Start of Input data
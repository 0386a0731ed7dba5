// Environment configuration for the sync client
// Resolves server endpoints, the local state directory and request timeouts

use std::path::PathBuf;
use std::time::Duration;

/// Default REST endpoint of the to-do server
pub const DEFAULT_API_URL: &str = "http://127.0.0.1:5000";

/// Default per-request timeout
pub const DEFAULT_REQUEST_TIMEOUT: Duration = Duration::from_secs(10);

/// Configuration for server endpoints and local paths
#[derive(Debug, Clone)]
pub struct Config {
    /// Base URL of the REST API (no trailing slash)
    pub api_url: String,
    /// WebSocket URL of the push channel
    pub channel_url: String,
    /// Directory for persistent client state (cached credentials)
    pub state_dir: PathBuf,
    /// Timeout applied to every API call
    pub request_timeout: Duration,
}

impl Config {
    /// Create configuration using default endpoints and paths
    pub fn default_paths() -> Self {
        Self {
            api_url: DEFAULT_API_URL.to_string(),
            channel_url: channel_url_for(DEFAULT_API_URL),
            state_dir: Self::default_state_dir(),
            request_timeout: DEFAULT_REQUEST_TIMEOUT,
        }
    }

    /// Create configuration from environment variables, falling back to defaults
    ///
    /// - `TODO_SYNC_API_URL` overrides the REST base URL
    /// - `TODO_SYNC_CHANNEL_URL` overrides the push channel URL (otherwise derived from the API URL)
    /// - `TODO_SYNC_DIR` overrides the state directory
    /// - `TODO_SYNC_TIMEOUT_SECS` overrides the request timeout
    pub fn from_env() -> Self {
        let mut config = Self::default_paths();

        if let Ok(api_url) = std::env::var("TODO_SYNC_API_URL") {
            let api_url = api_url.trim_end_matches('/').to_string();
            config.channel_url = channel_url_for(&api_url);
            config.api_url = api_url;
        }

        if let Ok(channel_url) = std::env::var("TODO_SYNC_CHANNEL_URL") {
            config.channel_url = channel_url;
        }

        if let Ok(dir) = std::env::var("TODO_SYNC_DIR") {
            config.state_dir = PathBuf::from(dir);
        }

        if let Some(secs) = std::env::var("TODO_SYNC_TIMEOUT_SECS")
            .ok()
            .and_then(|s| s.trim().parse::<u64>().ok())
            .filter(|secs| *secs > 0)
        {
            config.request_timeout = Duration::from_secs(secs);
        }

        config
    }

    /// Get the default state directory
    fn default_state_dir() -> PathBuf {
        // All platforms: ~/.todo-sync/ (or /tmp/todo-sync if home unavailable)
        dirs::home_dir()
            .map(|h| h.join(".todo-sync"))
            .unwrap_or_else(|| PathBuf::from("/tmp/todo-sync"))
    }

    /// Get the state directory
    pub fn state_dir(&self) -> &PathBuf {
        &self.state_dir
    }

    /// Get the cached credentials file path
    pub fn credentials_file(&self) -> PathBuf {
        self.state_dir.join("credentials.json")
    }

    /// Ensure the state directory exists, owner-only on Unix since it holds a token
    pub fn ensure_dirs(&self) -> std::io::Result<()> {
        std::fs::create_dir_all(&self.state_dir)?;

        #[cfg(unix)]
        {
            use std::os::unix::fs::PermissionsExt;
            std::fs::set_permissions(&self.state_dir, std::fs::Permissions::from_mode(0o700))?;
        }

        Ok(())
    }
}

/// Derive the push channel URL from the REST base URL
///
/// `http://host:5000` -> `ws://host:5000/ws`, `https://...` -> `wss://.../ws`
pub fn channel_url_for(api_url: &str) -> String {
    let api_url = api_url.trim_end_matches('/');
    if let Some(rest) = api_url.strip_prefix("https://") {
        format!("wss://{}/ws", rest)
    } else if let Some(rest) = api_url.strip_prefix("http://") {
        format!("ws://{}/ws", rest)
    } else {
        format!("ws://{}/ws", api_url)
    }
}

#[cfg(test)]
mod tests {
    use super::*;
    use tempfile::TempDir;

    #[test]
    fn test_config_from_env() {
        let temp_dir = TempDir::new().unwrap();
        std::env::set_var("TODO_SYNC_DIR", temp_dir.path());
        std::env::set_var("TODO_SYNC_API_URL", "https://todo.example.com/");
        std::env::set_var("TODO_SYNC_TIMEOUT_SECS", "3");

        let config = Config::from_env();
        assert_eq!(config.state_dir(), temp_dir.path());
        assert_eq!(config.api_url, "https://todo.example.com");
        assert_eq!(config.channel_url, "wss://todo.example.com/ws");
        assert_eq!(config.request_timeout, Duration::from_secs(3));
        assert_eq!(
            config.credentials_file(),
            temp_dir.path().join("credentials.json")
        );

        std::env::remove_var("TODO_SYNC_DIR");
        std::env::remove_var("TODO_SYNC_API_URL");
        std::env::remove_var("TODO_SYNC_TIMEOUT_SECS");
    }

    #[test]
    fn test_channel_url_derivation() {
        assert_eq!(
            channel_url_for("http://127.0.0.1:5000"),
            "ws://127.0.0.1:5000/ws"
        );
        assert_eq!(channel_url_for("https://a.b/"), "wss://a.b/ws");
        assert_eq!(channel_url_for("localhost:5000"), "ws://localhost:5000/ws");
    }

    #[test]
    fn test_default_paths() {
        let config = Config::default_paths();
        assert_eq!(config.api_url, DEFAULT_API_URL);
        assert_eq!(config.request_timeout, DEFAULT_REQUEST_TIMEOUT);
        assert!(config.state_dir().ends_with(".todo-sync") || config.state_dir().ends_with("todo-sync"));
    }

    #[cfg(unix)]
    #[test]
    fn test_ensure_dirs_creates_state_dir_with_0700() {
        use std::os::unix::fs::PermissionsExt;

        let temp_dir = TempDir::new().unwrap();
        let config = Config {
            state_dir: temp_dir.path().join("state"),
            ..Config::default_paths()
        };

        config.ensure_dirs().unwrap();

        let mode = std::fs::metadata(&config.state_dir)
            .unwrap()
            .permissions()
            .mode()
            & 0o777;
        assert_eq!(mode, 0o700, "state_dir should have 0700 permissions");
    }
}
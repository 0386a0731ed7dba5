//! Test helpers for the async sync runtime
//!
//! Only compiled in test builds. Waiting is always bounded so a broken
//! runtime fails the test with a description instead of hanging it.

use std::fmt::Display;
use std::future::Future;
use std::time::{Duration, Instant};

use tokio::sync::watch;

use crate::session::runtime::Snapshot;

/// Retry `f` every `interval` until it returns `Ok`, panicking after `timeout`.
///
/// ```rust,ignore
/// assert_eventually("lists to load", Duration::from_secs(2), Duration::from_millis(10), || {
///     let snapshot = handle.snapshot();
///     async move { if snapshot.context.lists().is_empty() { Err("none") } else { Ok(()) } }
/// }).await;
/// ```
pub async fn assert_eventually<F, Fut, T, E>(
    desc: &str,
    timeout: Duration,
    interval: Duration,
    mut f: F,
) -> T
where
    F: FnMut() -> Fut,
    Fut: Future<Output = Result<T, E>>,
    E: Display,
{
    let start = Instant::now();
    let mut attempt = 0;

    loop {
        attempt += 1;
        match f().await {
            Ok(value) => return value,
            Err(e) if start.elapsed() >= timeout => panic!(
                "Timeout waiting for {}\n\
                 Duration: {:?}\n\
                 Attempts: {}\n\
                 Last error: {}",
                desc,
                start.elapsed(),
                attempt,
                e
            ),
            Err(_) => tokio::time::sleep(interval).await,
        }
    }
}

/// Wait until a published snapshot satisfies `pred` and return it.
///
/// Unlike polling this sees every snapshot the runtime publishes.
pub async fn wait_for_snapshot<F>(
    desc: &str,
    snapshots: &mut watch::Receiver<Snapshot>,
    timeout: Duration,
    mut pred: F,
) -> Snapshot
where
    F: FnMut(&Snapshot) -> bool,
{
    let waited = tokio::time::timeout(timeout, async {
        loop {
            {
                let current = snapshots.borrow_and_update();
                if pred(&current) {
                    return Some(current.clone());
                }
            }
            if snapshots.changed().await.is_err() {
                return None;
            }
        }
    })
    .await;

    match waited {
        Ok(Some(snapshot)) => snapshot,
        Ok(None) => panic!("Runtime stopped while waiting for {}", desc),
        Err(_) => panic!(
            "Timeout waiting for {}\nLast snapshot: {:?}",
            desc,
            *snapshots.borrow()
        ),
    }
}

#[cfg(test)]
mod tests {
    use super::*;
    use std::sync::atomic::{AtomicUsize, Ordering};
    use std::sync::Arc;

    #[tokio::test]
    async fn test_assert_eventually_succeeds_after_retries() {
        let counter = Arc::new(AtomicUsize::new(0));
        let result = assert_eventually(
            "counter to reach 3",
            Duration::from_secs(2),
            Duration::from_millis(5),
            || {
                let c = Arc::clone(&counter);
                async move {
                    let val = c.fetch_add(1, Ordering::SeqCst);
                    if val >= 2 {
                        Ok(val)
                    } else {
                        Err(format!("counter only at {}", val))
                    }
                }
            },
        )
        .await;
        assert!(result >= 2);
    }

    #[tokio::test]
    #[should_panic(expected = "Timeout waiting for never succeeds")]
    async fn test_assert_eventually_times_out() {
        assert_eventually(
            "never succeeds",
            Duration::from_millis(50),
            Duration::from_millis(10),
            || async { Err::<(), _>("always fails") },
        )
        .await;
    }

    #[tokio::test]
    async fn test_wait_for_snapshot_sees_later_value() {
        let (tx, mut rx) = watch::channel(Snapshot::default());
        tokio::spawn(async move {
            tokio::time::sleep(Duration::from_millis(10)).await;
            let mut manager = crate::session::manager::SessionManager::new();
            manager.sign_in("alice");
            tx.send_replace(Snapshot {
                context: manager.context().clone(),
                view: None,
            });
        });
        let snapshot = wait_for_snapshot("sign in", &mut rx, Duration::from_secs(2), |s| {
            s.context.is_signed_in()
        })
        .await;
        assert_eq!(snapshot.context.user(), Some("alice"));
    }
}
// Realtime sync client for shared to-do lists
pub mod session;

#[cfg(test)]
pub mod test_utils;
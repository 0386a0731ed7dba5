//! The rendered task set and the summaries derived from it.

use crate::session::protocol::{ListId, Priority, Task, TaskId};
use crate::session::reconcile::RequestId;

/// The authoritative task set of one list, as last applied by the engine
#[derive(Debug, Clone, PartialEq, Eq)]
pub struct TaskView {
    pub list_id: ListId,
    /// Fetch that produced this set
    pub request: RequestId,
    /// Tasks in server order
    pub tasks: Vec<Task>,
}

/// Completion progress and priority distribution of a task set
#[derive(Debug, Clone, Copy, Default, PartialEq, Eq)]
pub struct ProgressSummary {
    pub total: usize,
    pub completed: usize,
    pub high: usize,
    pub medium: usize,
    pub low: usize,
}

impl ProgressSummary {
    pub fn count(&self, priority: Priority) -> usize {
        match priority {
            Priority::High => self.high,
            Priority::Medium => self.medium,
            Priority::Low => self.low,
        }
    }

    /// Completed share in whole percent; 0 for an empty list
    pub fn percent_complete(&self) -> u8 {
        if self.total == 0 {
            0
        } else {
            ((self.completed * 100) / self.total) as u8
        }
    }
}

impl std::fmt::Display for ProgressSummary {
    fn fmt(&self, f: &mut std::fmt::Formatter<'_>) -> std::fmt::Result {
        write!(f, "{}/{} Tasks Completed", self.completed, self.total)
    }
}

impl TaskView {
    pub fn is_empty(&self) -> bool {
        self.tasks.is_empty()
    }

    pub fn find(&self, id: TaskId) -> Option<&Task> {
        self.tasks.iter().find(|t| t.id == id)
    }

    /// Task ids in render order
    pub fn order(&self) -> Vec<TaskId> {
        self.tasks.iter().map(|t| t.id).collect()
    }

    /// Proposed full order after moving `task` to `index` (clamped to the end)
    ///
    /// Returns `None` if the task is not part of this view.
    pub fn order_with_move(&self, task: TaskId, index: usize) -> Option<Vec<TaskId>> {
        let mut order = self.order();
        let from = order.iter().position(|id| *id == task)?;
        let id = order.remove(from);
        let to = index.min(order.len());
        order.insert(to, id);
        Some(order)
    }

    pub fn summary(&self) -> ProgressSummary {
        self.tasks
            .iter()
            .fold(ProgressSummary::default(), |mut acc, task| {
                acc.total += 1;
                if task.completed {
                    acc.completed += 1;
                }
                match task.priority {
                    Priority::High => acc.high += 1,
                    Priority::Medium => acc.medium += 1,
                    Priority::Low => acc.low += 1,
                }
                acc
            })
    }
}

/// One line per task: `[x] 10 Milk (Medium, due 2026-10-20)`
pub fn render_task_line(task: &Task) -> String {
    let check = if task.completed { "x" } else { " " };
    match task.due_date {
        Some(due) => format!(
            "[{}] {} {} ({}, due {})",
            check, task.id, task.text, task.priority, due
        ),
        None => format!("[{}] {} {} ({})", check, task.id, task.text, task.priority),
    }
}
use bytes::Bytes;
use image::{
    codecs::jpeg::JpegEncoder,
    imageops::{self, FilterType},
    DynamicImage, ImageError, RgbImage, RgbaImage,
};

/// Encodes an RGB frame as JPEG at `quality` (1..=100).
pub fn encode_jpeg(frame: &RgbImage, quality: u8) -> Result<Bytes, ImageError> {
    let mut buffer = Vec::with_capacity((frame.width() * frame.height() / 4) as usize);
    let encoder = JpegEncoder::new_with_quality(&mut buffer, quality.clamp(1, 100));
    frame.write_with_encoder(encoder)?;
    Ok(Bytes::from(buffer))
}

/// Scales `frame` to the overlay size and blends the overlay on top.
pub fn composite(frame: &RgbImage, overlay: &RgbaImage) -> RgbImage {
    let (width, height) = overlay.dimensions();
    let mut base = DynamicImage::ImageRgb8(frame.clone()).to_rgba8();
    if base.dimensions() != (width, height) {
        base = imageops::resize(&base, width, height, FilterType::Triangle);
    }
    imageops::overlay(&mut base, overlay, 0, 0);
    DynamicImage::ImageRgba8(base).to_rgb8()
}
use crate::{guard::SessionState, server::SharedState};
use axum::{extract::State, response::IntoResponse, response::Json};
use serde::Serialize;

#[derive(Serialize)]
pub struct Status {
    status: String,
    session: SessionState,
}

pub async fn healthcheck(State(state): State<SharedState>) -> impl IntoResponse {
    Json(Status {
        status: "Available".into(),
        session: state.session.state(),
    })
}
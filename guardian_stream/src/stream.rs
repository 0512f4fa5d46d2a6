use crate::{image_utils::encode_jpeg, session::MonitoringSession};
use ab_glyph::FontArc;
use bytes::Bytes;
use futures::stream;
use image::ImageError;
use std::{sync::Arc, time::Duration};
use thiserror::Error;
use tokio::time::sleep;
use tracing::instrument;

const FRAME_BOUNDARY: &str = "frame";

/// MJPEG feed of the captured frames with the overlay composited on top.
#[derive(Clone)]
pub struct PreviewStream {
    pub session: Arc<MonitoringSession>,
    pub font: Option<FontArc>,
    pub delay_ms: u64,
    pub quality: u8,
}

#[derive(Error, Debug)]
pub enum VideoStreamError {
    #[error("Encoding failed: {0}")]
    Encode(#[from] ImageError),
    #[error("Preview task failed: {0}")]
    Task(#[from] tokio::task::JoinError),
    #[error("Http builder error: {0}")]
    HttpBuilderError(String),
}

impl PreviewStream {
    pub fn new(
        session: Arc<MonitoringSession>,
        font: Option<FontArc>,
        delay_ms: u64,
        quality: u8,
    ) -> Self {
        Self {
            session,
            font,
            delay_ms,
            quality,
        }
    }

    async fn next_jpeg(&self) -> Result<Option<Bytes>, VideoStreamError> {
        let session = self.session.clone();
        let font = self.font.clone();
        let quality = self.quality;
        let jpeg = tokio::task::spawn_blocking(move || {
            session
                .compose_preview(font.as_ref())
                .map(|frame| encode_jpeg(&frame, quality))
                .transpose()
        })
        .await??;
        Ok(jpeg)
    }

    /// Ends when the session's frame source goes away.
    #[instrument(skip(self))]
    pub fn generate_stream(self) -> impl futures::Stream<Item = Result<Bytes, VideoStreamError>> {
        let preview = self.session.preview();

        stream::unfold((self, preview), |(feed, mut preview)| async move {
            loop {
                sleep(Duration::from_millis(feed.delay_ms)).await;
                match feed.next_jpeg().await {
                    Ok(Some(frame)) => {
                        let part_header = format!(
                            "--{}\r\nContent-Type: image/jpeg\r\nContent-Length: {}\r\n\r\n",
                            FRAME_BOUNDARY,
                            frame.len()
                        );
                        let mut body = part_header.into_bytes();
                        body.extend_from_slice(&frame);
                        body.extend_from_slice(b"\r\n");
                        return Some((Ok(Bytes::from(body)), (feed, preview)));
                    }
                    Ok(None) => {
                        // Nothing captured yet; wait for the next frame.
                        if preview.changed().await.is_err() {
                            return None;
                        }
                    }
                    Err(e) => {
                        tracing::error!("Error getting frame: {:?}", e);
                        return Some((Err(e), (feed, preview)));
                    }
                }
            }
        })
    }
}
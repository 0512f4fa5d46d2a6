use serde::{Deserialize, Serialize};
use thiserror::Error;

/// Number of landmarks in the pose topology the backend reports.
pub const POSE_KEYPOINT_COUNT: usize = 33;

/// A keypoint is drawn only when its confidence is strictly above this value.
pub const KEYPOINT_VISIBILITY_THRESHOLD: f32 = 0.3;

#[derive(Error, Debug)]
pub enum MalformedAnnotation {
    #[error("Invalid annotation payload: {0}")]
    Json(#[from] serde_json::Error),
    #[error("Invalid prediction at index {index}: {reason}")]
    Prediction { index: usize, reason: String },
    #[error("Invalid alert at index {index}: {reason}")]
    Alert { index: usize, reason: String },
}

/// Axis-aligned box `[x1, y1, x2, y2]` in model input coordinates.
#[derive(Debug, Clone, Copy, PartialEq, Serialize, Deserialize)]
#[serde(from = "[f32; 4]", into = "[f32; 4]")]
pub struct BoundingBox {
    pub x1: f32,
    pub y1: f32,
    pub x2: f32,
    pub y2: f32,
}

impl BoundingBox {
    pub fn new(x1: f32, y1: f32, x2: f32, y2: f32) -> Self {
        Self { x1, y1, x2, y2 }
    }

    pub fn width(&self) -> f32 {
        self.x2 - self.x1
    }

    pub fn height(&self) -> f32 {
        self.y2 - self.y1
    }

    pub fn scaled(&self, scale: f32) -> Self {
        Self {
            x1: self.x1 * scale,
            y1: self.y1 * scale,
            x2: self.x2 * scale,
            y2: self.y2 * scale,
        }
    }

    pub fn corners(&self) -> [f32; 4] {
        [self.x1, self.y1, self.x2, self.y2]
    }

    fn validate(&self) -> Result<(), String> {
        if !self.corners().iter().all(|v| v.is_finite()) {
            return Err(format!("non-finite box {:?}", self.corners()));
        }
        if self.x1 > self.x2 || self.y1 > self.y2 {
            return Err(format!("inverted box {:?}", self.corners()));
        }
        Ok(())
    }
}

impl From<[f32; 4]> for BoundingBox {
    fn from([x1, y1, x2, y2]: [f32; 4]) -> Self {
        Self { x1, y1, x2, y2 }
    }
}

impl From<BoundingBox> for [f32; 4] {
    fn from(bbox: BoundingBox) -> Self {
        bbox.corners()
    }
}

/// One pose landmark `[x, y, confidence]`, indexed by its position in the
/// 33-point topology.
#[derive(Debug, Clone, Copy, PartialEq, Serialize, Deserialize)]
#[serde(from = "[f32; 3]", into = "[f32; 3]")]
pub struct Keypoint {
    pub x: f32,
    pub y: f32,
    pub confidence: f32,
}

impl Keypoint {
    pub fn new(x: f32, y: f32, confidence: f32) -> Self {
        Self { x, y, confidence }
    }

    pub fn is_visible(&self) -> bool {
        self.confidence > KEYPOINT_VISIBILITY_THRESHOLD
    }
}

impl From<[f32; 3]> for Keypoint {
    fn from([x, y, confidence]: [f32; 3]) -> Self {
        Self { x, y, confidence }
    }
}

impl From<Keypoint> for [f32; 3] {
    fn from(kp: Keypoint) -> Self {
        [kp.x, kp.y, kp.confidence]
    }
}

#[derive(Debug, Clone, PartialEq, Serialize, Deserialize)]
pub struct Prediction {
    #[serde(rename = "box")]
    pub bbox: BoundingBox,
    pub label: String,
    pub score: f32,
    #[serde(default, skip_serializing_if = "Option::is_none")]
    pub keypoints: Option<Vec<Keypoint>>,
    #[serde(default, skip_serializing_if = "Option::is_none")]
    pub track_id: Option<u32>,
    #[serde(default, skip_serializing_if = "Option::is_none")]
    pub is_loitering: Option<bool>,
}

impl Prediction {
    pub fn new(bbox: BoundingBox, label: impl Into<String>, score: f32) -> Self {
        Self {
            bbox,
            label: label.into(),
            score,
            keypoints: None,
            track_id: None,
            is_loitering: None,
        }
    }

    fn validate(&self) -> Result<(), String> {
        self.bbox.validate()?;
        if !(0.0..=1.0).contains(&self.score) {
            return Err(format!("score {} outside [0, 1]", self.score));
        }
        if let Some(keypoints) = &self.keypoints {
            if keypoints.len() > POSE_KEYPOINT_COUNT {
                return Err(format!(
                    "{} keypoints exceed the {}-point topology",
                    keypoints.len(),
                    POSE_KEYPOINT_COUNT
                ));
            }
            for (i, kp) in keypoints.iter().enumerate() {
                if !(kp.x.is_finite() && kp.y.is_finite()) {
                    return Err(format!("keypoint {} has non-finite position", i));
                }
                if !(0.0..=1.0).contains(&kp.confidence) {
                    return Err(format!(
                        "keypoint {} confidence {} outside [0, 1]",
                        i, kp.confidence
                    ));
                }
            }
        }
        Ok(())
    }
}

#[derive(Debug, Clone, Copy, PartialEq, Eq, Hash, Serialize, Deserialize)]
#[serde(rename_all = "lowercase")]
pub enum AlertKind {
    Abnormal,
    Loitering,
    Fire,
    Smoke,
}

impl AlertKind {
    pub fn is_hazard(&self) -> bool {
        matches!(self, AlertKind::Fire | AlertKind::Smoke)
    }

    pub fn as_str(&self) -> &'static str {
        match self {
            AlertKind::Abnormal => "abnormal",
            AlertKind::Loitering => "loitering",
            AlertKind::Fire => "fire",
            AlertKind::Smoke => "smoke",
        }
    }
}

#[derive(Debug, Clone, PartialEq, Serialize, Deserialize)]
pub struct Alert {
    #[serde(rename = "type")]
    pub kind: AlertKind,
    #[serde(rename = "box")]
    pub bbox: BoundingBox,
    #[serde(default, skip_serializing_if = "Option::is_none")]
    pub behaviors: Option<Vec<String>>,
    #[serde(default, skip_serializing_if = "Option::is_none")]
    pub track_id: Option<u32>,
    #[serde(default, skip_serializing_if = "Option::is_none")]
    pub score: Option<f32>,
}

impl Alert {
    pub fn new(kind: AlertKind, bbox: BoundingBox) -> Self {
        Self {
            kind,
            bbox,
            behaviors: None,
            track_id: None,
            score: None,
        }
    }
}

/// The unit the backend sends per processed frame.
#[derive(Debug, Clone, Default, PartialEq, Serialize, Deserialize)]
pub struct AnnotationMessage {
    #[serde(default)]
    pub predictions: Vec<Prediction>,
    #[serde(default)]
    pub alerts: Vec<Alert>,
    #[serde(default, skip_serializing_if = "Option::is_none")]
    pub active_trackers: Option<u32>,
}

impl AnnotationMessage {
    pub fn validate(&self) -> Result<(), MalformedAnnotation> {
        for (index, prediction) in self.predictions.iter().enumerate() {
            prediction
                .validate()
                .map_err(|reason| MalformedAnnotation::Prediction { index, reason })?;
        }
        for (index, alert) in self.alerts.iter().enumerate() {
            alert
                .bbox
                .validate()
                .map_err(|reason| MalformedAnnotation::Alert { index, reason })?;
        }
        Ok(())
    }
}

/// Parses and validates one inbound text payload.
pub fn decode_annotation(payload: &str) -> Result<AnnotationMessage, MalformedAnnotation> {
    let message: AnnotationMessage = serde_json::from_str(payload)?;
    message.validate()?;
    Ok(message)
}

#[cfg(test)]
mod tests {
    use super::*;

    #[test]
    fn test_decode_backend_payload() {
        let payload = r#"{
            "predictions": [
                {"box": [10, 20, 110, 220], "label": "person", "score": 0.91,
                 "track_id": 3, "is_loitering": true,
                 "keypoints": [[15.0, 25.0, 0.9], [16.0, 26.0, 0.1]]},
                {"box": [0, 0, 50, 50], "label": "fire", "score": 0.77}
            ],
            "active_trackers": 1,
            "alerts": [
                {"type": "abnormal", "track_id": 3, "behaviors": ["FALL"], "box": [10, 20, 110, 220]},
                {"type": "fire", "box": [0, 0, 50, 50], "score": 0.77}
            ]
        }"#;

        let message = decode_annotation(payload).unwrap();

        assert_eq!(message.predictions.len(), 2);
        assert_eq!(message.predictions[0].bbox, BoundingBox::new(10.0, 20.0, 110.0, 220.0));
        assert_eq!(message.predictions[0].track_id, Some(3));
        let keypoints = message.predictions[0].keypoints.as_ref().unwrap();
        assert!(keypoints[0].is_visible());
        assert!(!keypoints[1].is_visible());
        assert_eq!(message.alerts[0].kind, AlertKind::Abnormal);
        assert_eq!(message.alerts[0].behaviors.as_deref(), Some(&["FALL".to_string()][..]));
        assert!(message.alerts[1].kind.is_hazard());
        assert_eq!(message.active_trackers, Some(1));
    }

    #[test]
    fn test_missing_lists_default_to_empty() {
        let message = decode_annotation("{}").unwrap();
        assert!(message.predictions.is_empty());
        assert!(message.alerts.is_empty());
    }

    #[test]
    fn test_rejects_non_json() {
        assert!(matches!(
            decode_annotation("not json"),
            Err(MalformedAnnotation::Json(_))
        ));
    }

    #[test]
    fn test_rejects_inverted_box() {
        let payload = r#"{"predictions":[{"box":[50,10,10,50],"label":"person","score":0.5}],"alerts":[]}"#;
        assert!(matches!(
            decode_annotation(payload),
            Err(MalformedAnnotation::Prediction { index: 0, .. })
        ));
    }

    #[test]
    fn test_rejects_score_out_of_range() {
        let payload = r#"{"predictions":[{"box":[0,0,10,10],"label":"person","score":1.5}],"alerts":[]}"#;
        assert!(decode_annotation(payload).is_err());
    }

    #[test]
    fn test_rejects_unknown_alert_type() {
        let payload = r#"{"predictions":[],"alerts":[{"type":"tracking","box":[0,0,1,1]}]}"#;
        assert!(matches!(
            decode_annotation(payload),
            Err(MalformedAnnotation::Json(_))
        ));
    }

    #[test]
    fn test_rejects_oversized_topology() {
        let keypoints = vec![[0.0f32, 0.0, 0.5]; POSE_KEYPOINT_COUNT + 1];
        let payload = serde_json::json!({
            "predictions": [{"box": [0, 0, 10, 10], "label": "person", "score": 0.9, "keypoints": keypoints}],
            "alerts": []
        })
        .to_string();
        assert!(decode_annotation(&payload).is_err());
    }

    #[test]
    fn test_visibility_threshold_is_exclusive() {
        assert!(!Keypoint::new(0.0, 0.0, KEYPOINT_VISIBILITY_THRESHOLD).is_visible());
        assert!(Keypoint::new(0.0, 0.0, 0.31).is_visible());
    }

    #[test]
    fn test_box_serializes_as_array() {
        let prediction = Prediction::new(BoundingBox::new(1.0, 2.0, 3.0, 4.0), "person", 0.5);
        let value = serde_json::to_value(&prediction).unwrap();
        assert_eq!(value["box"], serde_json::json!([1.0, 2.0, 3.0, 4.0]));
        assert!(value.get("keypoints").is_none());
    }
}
End of Input data
Work instructions.
Going back to the entries above, set down exactly the lines that begin at the one with "async fn test_assert_eventually_times_out()" and end at the one with "async fn test_wait_for_snapshot_sees_later_value()", both included, and nothing else.

Answer box.
    async fn test_assert_eventually_times_out() {
        assert_eventually(
            "never succeeds",
            Duration::from_millis(50),
            Duration::from_millis(10),
            || async { Err::<(), _>("always fails") },
        )
        .await;
    }

    #[tokio::test]
    async fn test_wait_for_snapshot_sees_later_value() {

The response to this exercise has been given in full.